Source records
· · · ·
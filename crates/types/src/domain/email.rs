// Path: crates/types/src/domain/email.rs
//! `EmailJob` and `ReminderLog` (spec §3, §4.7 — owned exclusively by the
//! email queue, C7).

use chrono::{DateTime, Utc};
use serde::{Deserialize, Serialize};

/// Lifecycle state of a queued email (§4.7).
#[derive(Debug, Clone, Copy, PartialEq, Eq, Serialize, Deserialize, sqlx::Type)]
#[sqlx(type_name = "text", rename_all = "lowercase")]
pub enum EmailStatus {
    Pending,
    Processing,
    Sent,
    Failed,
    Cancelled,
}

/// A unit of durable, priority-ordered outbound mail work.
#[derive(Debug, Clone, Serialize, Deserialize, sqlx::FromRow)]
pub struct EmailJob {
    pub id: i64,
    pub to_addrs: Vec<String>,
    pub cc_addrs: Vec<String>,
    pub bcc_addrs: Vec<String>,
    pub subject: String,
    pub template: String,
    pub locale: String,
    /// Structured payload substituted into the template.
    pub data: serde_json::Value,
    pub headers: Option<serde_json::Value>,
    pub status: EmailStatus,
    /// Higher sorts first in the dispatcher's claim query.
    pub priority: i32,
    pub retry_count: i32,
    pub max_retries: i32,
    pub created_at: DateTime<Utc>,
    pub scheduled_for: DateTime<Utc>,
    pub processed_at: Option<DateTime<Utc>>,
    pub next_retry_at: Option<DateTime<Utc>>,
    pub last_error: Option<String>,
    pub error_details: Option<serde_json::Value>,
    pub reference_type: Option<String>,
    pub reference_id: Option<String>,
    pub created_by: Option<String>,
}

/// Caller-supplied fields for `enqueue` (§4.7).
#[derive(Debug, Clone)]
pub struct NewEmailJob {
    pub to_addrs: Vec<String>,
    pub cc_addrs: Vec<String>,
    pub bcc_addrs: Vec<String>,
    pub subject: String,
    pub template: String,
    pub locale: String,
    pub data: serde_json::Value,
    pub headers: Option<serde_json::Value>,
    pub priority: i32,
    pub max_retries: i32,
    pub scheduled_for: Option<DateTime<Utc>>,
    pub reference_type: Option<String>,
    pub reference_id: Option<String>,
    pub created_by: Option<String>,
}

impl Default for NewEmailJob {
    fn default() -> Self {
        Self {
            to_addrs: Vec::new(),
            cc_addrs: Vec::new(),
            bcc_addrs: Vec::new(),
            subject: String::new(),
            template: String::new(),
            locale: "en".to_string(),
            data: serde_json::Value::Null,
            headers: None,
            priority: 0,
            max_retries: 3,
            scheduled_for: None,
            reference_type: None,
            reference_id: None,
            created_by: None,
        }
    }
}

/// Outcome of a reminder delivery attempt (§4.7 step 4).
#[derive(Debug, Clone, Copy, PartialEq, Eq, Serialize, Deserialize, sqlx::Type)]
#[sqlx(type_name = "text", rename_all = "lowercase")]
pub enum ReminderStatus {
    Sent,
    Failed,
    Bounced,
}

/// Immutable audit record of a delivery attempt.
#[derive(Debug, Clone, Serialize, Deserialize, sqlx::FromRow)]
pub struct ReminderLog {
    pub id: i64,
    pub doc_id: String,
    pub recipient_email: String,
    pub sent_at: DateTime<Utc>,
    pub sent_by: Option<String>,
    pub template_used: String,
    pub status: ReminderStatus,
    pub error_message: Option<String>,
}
· · · ·
→ What the task asks:
Take the records above and return, word for word, only the lines that fall from the line with "outbound mail work." to the line with "into the template.", both of them included.

→ Solution to this problem:
/// A unit of durable, priority-ordered outbound mail work.
#[derive(Debug, Clone, Serialize, Deserialize, sqlx::FromRow)]
pub struct EmailJob {
    pub id: i64,
    pub to_addrs: Vec<String>,
    pub cc_addrs: Vec<String>,
    pub bcc_addrs: Vec<String>,
    pub subject: String,
    pub template: String,
    pub locale: String,
    /// Structured payload substituted into the template.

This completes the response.